According to the National Institute of Standards and Technology (NIST), researchers have developed an AI system that can detect the unique sound made by lithium-ion batteries before they catch fire. The AI listens for a specific “click-hiss” sound caused by the release of gas as the battery approaches thermal runaway.
Thermal runaway is a chemical reaction that occurs when a lithium-ion battery overheats or is damaged, potentially causing it to catch fire or explode. The AI detection system was tested in collaboration with researchers from Xi’an University of Science and Technology.
During the experiment, the AI system identified the sound of battery failure with a 94% accuracy rate.
The technology offers a new way to identify overheating lithium-ion batteries in settings where other detection methods, like smoke alarms, might not be effective. This research was part of a collaboration between NIST and a laboratory at Xi’an University of Science and Technology.
Researchers recorded audio samples from 38 battery explosions to train the algorithm, which then used more than 1,000 unique audio variations to improve its ability to distinguish battery failure sounds from other noises.

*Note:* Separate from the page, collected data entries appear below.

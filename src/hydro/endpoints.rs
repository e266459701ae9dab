/*
This code is part of the flowshed hydrological analysis library.
Created: 04/04/2025
Last Modified: 09/07/2025
License: MIT
*/
use crate::hydro::flow_field::{BOUNDARY, NO_FLOW};
use crate::structures::Grid;

// Interior cells that have not been resolved yet. Distinct from BOUNDARY so
// the two states can never alias during the relaxation.
const UNLABELLED: isize = -3;

/// Labels every interior cell with the linear index of the terminal minimum
/// it drains to. Minima label themselves; every other cell takes the label at
/// the end of its flow path, found by walking the path once and writing the
/// label back over the whole walk. Boundary cells stay `BOUNDARY`.
pub fn node_endpoints(flow: &[isize], grid: &Grid) -> Vec<isize> {
    let n = grid.num_cells();
    let mut endpoints = vec![UNLABELLED; n];
    for ix in 0..n {
        if grid.is_boundary(ix) {
            endpoints[ix] = BOUNDARY;
        } else if flow[ix] == NO_FLOW {
            endpoints[ix] = ix as isize;
        }
    }

    let mut path: Vec<usize> = vec![];
    for ix in 0..n {
        if endpoints[ix] != UNLABELLED {
            continue;
        }
        path.clear();
        let mut current = ix;
        while endpoints[current] == UNLABELLED {
            path.push(current);
            // an unlabelled cell is interior and not a minimum, so it has a
            // flow target, and targets are never on the boundary ring
            current = flow[current] as usize;
        }
        let label = endpoints[current];
        for &visited in &path {
            endpoints[visited] = label;
        }
    }

    endpoints
}

/// Groups interior cells by their terminal minimum. Returns the minima in
/// ascending index order and, aligned with them, each minimum's local
/// watershed with cells ascending.
pub fn local_watersheds(endpoints: &[isize]) -> (Vec<usize>, Vec<Vec<usize>>) {
    let minima: Vec<usize> = endpoints
        .iter()
        .enumerate()
        .filter(|&(ix, &e)| e == ix as isize)
        .map(|(ix, _)| ix)
        .collect();

    let mut watersheds: Vec<Vec<usize>> = vec![vec![]; minima.len()];
    for (ix, &e) in endpoints.iter().enumerate() {
        if e >= 0 {
            let slot = minima
                .binary_search(&(e as usize))
                .expect("endpoint label is not a minimum");
            watersheds[slot].push(ix);
        }
    }

    (minima, watersheds)
}

#[cfg(test)]
mod test {
    use super::{local_watersheds, node_endpoints};
    use crate::hydro::flow_field::{flow_directions, BOUNDARY};
    use crate::structures::{Grid, NeighborMode};

    #[test]
    fn every_cell_on_a_slope_reaches_the_terminal_row() {
        let grid = Grid::new(5, 5, 1.0, NeighborMode::D8).unwrap();
        let heights: Vec<f64> = (0..25).map(|i| 10.0 - (i / 5) as f64).collect();
        let flow = flow_directions(&heights, &grid);
        let endpoints = node_endpoints(&flow, &grid);
        for col in 1..4 {
            let terminal = grid.index(3, col) as isize;
            assert_eq!(endpoints[grid.index(1, col)], terminal);
            assert_eq!(endpoints[grid.index(2, col)], terminal);
            assert_eq!(endpoints[grid.index(3, col)], terminal);
        }
        for ix in grid.boundary_indices() {
            assert_eq!(endpoints[ix], BOUNDARY);
        }
    }

    #[test]
    fn local_watersheds_partition_the_interior() {
        let grid = Grid::new(5, 5, 1.0, NeighborMode::D8).unwrap();
        let heights: Vec<f64> = (0..25).map(|i| 10.0 - (i / 5) as f64).collect();
        let flow = flow_directions(&heights, &grid);
        let endpoints = node_endpoints(&flow, &grid);
        let (minima, sheds) = local_watersheds(&endpoints);
        assert_eq!(minima, vec![16, 17, 18]);
        assert_eq!(sheds[0], vec![6, 11, 16]);
        assert_eq!(sheds[1], vec![7, 12, 17]);
        assert_eq!(sheds[2], vec![8, 13, 18]);
    }

    #[test]
    fn a_single_pit_collects_the_whole_interior() {
        let mut heights = vec![9.0; 25];
        heights[12] = 1.0;
        let grid = Grid::new(5, 5, 1.0, NeighborMode::D8).unwrap();
        let flow = flow_directions(&heights, &grid);
        let endpoints = node_endpoints(&flow, &grid);
        let (minima, sheds) = local_watersheds(&endpoints);
        assert_eq!(minima, vec![12]);
        assert_eq!(sheds[0].len(), 9);
    }
}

Wai Cheong “Andy” Tam, a NIST researcher, noted: “Right before the fire started, the safety valve in the battery broke and it made this little noise. I thought we might be able to use that.” He tested this idea with co-researcher Anthony Putorti, and their work confirmed that the click-hiss sound was distinct enough for detection.
In real-world applications, lithium-ion battery fires are especially dangerous because of the high heat and rapid ignition. According to the New York City Fire Department, there were 268 residential fires involving batteries in e-bikes in 2023, which resulted in 150 injuries and 18 fatalities. Traditional smoke alarms often fail to detect these fires early enough, as lithium-ion batteries release little smoke at the initial stages of failure.

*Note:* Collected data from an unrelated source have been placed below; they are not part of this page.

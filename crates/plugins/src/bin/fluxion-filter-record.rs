// SPDX-License-Identifier: BUSL-1.1
// Copyright (c) 2026 Alfred Jean LLC

use std::process::ExitCode;

#[tokio::main]
async fn main() -> ExitCode {
    fluxion_plugins::plugin_main("filter-record").await
}
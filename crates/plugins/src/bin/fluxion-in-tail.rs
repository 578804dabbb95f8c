// SPDX-License-Identifier: BUSL-1.1
// Copyright (c) 2026 Alfred Jean LLC

use std::process::ExitCode;

#[tokio::main]
async fn main() -> ExitCode {
    fluxion_plugins::plugin_main("in-tail").await
}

The researchers believe that AI-based detection technology could be installed in settings with high lithium-ion battery use, such as homes, office buildings, and warehouses.
The system’s capacity to detect the sound two minutes before battery failure could offer a vital evacuation window in emergencies.

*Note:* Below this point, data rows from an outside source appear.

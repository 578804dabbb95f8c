// SPDX-License-Identifier: BUSL-1.1
// Copyright (c) 2026 Alfred Jean LLC

//! Duplex message carriers.
//!
//! The read half is owned by a single reader task; the write half clones
//! freely, serialising stream writes behind an async mutex. Read and
//! write never contend with each other, so duplex use is concurrent.

use crate::frame::{read_frame, write_frame};
use crate::message::Message;
use crate::WireError;
use std::sync::Arc;
use tokio::io::{AsyncRead, AsyncWrite};
use tokio::sync::{mpsc, Mutex};

/// Mailbox depth for the in-process carrier.
pub const IN_PROCESS_CAPACITY: usize = 100;

/// Reading half of a pipe.
pub struct PipeReader(ReaderInner);

enum ReaderInner {
    Stream(Box<dyn AsyncRead + Send + Unpin>),
    Mailbox(mpsc::Receiver<Message>),
}

impl PipeReader {
    /// Read the next message. `ConnectionClosed` / `MailboxClosed` signal
    /// a clean end of stream.
    pub async fn read(&mut self) -> Result<Message, WireError> {
        match &mut self.0 {
            ReaderInner::Stream(r) => read_frame(r).await,
            ReaderInner::Mailbox(rx) => rx.recv().await.ok_or(WireError::MailboxClosed),
        }
    }
}

/// Writing half of a pipe. Cheap to clone; stream writes are serialised.
#[derive(Clone)]
pub struct PipeWriter(WriterInner);

#[derive(Clone)]
enum WriterInner {
    Stream(Arc<Mutex<Box<dyn AsyncWrite + Send + Unpin>>>),
    Mailbox(mpsc::Sender<Message>),
}

impl PipeWriter {
    pub async fn write(&self, msg: &Message) -> Result<(), WireError> {
        match &self.0 {
            WriterInner::Stream(w) => {
                let mut w = w.lock().await;
                write_frame(&mut *w, msg).await
            }
            WriterInner::Mailbox(tx) => {
                tx.send(msg.clone()).await.map_err(|_| WireError::MailboxClosed)
            }
        }
    }
}

/// One endpoint of a duplex connection.
pub struct Pipe {
    pub reader: PipeReader,
    pub writer: PipeWriter,
}

impl Pipe {
    /// Wrap a byte stream pair (e.g. a child's stdout/stdin, or this
    /// process's stdin/stdout on the plugin side).
    pub fn from_stream(
        reader: impl AsyncRead + Send + Unpin + 'static,
        writer: impl AsyncWrite + Send + Unpin + 'static,
    ) -> Self {
        Self {
            reader: PipeReader(ReaderInner::Stream(Box::new(reader))),
            writer: PipeWriter(WriterInner::Stream(Arc::new(Mutex::new(Box::new(writer))))),
        }
    }

    /// Crossed in-process mailbox pair for embedded plugins. Same type
    /// discipline as the stream carrier, no serialization.
    pub fn in_process_pair() -> (Pipe, Pipe) {
        let (a_tx, a_rx) = mpsc::channel(IN_PROCESS_CAPACITY);
        let (b_tx, b_rx) = mpsc::channel(IN_PROCESS_CAPACITY);
        let left = Pipe {
            reader: PipeReader(ReaderInner::Mailbox(a_rx)),
            writer: PipeWriter(WriterInner::Mailbox(b_tx)),
        };
        let right = Pipe {
            reader: PipeReader(ReaderInner::Mailbox(b_rx)),
            writer: PipeWriter(WriterInner::Mailbox(a_tx)),
        };
        (left, right)
    }
}

#[cfg(test)]
#[path = "pipe_tests.rs"]
mod tests;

At the 13th Asia-Oceania Symposium on Fire Science and Technology, Tam presented their findings and highlighted the potential of this technology for future development.
He and Putorti plan to expand their testing across various battery types and experiment with different types of microphones. They are also seeking a patent for the technology to make it commercially viable in the future.
The researchers hope that this sound-based approach will add a layer of safety to environments where lithium-ion batteries are commonly used. Their ongoing work aims to refine the AI detection system’s accuracy and adaptability to ensure its effectiveness in diverse settings.